Source: Web3 & AI: Market Map (Decasonic)

AI agents are well suited for crypto, where they, or their users, can create wallets for transacting with services, other agents, or people. This capability surpasses what is feasible with traditional financial infrastructure, offering a novel dimension of interoperability and flexibility not present in conventional systems.

Vitalik Buterin, in a recent post, highlighted several potential use cases but also noted some risks involved. Using the analogy of a "game," Buterin has divided the potential overlaps between AI and blockchain technology into four categories.

  1. AI acts as "a player in a game.” The most "viable" category, exemplified by their use in prediction markets.
  2. AI acts as an "interface to the game.” A category with high potential but high risks includes applications that help users "understand the crypto world around them" and ensure their behavior "matches their intentions."
  3. AI dictates the "rules of the game.” A risky territory where AI is involved in decision-making processes for decentralized autonomous organizations (DAOs).

(Source: Vitalik Buterin, The promise and challenges of crypto + AI applications)

  1. AI is the "objective of the game.” A longer-term vision for the future where blockchain serves as a foundation for building better AI models, including creating DAOs to manage AI training data and operations securely and transparently.

“We can create an on-chain DAO that governs the process of who is allowed to submit training data (and what attestations are required on the data itself), who is allowed to make queries, and how many, and use cryptographic techniques like MPC to encrypt the entire pipeline of creating and running the AI from each individual user's training input all the way to the final output of each query. This DAO could simultaneously satisfy the highly popular objective of compensating people for submitting data.” (Vitalik Buterin, The promise and challenges of crypto + AI applications)

Adversarial machine learning example. Source: researchgate.net

Lately, concerns about the use of AI technology have increased after a wave of AI-generated deepfakes has flooded the internet, with scam videos using MicroStrategy co-founder Michael Saylor’s image to promote Bitcoin-related scams or Solana co-founder Anatoly Yakovenko’s image and voice for fake videos, promoting a giveaway through a QR code to thank the community for a “historic day.”

“You are also going to see very advanced phishing and very advanced counterfeit people.

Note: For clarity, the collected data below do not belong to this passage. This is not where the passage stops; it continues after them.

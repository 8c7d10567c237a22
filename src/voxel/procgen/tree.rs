//! Procedural tree generation from L-system grammars
//!
//! Generates voxel trees by:
//! - Expanding the grammar lazily while the turtle walks it
//! - Sweeping bark balls along forward segments, thinning with depth
//! - Wrapping outer twigs in leaf clusters
//! - Perturbing every rotation by one per-tree angular jitter

use serde::Serialize;

use crate::core::random::RandomSource;
use crate::core::types::{IVec3, Result};
use crate::lsystem::Grammar;
use crate::math::GridAabb;
use crate::voxel::block::BlockRegistry;
use crate::voxel::procgen::params::{TreeParams, TreeStyle};
use crate::voxel::procgen::turtle::Turtle;
use crate::voxel::volume::VoxelVolume;

/// Statistics of a single [`TreeGenerator::generate`] call
#[derive(Debug, Clone, PartialEq, Serialize)]
pub struct GenerationReport {
    /// Voxels written inside the volume
    pub writes: u32,
    /// Writes skipped because they fell outside the volume
    pub clipped: u32,
    pub bark_writes: u32,
    pub leaf_writes: u32,
    /// Forward segments drawn
    pub segments: u32,
    /// Productions interpreted, indexed by the depth they ran at
    pub expansions: Vec<u32>,
    pub pushes: u32,
    pub pops: u32,
    /// `]` with nothing to pop in its frame
    pub stray_pops: u32,
    /// Pushes still open when their frame ended
    pub unclosed_branches: u32,
    /// Terminals with no drawing meaning
    pub discarded_symbols: u32,
    pub max_depth_reached: u32,
    /// Jitter (radians) added to every rotation
    pub angle_offset: f32,
    /// Bounds of the written cells, in volume coordinates
    pub bounds: GridAabb,
}

impl GenerationReport {
    pub(crate) fn new(angle_offset: f32) -> Self {
        Self {
            writes: 0,
            clipped: 0,
            bark_writes: 0,
            leaf_writes: 0,
            segments: 0,
            expansions: vec![0],
            pushes: 0,
            pops: 0,
            stray_pops: 0,
            unclosed_branches: 0,
            discarded_symbols: 0,
            max_depth_reached: 0,
            angle_offset,
            bounds: GridAabb::default(),
        }
    }

    pub(crate) fn record_expansion(&mut self, depth: u32) {
        let index = depth as usize;
        if self.expansions.len() <= index {
            self.expansions.resize(index + 1, 0);
        }
        self.expansions[index] += 1;
        self.max_depth_reached = self.max_depth_reached.max(depth);
    }

    /// Total productions interpreted
    pub fn total_expansions(&self) -> u32 {
        self.expansions.iter().sum()
    }
}

/// L-system tree generator.
///
/// Holds only immutable configuration; all per-call state lives in the
/// [`generate`](Self::generate) call, so one generator can serve many
/// threads at once.
#[derive(Debug, Clone)]
pub struct TreeGenerator {
    params: TreeParams,
    grammar: Grammar,
}

impl TreeGenerator {
    /// Create a generator, rejecting invalid parameters
    pub fn new(params: TreeParams) -> Result<Self> {
        params.validate()?;
        let grammar = params.grammar();
        Ok(Self { params, grammar })
    }

    /// Create generator from style preset
    pub fn from_style(style: TreeStyle) -> Self {
        let params = TreeParams::from_style(style);
        let grammar = params.grammar();
        Self { params, grammar }
    }

    pub fn params(&self) -> &TreeParams {
        &self.params
    }

    pub fn grammar(&self) -> &Grammar {
        &self.grammar
    }

    /// Grow one tree rooted at `anchor` into `volume`.
    ///
    /// Bark and leaf blocks are resolved before anything is drawn, so a
    /// registry miss leaves the volume untouched. Cells outside the
    /// volume's region are skipped and counted in the report.
    pub fn generate(
        &self,
        volume: &mut dyn VoxelVolume,
        blocks: &dyn BlockRegistry,
        rng: &mut dyn RandomSource,
        anchor: IVec3,
    ) -> Result<GenerationReport> {
        let bark = blocks.get_block(&self.params.bark)?;
        let leaf = blocks.get_block(&self.params.leaf)?;

        let max_offset = self.params.max_angle_offset;
        let angle_offset = rng.range(-max_offset, max_offset);

        let report = Turtle::new(
            &self.grammar,
            &self.params,
            volume,
            rng,
            &bark,
            &leaf,
            anchor,
            angle_offset,
        )
        .run();

        log::debug!(
            "tree at {:?}: {} writes ({} bark, {} leaf), {} clipped, {} expansions, depth {}/{}",
            anchor,
            report.writes,
            report.bark_writes,
            report.leaf_writes,
            report.clipped,
            report.total_expansions(),
            report.max_depth_reached,
            self.params.max_depth,
        );
        if report.stray_pops > 0 || report.unclosed_branches > 0 {
            log::debug!(
                "tree at {:?}: {} stray pops, {} unclosed branches",
                anchor,
                report.stray_pops,
                report.unclosed_branches,
            );
        }

        Ok(report)
    }
}
//! Core types and utilities

pub mod types;
pub mod error;
pub mod logging;
pub mod random;

pub use types::*;
pub use error::Error;
pub use random::{RandomSource, ScriptedRandom, SeededRandom};
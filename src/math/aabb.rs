//! Integer axis-aligned bounding box on the voxel grid

use serde::{Deserialize, Serialize};

use crate::core::types::IVec3;

/// Axis-aligned box of voxel cells, `min` inclusive and `max` exclusive
#[derive(Clone, Copy, Debug, Default, PartialEq, Eq, Hash, Serialize, Deserialize)]
pub struct GridAabb {
    pub min: IVec3,
    pub max: IVec3,
}

impl GridAabb {
    /// Create box from min (inclusive) and max (exclusive) corners
    pub fn new(min: IVec3, max: IVec3) -> Self {
        Self { min, max }
    }

    /// Create box from its minimum corner and size in cells
    pub fn from_origin_size(origin: IVec3, size: IVec3) -> Self {
        Self {
            min: origin,
            max: origin + size.max(IVec3::ZERO),
        }
    }

    /// Box containing exactly one cell
    pub fn single(cell: IVec3) -> Self {
        Self::new(cell, cell + IVec3::ONE)
    }

    /// Get size in cells per axis (zero for inverted boxes)
    pub fn size(&self) -> IVec3 {
        (self.max - self.min).max(IVec3::ZERO)
    }

    /// Number of cells in the box
    pub fn volume(&self) -> usize {
        let size = self.size();
        size.x as usize * size.y as usize * size.z as usize
    }

    /// Check whether the box contains no cells
    pub fn is_empty(&self) -> bool {
        self.volume() == 0
    }

    /// Check if a cell lies inside the box
    pub fn contains(&self, p: IVec3) -> bool {
        p.x >= self.min.x && p.x < self.max.x &&
        p.y >= self.min.y && p.y < self.max.y &&
        p.z >= self.min.z && p.z < self.max.z
    }

    /// Check if two boxes share at least one cell
    pub fn intersects(&self, other: &GridAabb) -> bool {
        self.min.x < other.max.x && self.max.x > other.min.x &&
        self.min.y < other.max.y && self.max.y > other.min.y &&
        self.min.z < other.max.z && self.max.z > other.min.z
    }

    /// Grow the box so it includes `cell`
    pub fn expand(&mut self, cell: IVec3) {
        if self.is_empty() {
            *self = Self::single(cell);
            return;
        }
        self.min = self.min.min(cell);
        self.max = self.max.max(cell + IVec3::ONE);
    }

    /// Linear index of a contained cell (x fastest, then z, then y)
    pub fn index_of(&self, p: IVec3) -> Option<usize> {
        if !self.contains(p) {
            return None;
        }
        let size = self.size();
        let local = p - self.min;
        Some(
            local.x as usize
                + local.z as usize * size.x as usize
                + local.y as usize * size.x as usize * size.z as usize,
        )
    }
}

It’s going to be very hard to tell on the internet what’s real and what isn’t,” said Chris Dixon in an interview with CNBC.

However, Chris Dixon, Andreessen Horowitz’s general partner, suggests that “blockchains are an important countermeasure” to AI-generated deepfakes by providing “an immutable audit trail” for digital content, thus offering a way to authenticate and secure digital information against sophisticated frauds.